What the task requires: Using the data below, copy out all lines with the word "bind".

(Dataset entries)
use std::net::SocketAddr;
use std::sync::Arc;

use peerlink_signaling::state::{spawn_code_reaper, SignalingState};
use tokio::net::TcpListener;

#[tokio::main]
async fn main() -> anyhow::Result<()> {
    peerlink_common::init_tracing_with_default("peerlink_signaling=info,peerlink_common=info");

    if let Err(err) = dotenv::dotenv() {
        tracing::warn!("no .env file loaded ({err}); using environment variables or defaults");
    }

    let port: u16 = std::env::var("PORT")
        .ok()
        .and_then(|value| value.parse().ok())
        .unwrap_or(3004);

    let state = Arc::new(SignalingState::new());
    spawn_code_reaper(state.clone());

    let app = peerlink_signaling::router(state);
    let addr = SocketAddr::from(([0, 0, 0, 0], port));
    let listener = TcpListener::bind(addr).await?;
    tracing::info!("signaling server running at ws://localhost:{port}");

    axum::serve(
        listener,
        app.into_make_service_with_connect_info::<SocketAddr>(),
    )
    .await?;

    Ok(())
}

--

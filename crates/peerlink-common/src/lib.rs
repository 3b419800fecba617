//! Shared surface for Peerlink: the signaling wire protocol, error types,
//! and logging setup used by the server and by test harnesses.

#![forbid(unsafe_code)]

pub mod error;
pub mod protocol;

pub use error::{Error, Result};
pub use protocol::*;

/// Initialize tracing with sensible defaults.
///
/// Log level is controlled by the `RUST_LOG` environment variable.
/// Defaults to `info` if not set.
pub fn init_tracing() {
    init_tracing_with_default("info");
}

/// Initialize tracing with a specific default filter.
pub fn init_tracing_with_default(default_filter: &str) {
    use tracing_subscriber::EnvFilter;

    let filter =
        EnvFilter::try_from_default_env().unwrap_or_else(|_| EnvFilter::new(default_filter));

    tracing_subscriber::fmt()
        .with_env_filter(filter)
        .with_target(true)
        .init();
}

...

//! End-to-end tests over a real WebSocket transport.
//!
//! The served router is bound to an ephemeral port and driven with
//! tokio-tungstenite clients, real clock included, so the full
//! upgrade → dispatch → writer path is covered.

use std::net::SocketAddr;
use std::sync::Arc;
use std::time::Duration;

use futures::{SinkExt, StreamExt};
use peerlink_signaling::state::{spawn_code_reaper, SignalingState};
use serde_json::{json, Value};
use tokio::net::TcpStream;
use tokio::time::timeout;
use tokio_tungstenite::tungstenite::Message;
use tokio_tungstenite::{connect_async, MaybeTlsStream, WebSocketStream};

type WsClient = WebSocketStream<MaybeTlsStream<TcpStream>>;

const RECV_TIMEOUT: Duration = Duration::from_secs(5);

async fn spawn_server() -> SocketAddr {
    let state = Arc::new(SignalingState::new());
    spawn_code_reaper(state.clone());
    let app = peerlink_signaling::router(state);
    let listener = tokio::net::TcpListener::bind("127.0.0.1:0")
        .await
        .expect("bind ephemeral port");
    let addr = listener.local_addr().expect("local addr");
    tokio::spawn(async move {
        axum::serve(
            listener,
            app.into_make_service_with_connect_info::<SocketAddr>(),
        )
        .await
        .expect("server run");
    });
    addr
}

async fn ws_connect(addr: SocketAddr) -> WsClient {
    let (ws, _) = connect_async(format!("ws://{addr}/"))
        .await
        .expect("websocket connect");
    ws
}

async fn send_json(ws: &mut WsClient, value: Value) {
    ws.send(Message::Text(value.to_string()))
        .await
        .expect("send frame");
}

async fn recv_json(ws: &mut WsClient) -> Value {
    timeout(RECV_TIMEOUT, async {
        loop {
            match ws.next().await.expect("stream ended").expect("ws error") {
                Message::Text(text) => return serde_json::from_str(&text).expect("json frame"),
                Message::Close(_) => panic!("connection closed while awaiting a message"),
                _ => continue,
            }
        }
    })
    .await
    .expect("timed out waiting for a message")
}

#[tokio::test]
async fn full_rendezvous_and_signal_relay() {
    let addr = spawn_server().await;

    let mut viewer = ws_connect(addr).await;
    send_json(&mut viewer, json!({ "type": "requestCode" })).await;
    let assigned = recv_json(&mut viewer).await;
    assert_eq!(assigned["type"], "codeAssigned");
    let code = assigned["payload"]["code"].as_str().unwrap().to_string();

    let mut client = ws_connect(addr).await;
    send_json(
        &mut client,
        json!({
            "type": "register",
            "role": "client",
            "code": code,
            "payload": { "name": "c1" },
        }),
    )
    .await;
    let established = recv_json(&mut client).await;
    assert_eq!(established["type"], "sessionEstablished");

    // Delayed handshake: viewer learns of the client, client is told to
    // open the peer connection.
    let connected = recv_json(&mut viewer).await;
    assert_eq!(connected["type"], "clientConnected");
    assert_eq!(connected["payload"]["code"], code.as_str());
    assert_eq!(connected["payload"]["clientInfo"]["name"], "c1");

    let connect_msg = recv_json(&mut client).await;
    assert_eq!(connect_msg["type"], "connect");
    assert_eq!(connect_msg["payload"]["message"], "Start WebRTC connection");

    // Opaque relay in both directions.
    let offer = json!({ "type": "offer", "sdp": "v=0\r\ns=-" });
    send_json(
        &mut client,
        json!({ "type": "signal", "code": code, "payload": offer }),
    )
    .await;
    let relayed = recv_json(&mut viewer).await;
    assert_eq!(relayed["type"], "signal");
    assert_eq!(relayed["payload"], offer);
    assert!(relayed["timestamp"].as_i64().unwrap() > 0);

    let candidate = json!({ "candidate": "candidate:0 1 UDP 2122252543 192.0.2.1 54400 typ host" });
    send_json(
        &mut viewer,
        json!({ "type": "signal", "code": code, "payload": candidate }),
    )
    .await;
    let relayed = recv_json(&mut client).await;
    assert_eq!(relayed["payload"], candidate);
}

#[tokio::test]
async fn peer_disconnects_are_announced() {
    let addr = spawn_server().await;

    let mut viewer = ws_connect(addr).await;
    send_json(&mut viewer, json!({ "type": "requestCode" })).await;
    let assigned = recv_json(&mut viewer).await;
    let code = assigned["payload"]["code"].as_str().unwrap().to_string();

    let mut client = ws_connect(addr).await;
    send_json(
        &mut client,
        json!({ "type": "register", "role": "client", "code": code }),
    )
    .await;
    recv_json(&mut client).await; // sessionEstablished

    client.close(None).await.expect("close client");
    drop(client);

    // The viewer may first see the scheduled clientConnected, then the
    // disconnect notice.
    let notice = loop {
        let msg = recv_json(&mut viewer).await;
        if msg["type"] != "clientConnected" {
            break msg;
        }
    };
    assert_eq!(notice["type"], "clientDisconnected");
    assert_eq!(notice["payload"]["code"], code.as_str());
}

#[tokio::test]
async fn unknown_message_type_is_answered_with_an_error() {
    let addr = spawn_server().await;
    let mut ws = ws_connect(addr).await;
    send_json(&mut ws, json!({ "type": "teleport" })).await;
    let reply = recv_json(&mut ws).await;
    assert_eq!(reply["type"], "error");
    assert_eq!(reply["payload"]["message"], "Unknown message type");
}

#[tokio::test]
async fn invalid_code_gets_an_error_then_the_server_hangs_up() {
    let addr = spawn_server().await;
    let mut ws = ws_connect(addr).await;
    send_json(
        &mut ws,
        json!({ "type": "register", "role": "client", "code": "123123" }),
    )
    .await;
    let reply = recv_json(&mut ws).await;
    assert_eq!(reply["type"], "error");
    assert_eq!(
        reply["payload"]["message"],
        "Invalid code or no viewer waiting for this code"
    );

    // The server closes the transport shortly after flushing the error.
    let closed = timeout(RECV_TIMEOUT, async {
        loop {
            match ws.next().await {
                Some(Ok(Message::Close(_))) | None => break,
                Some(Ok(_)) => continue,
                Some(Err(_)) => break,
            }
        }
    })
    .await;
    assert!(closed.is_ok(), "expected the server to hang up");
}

Answer:
    let listener = TcpListener::bind(addr).await?;
    let listener = tokio::net::TcpListener::bind("127.0.0.1:0")
        .expect("bind ephemeral port");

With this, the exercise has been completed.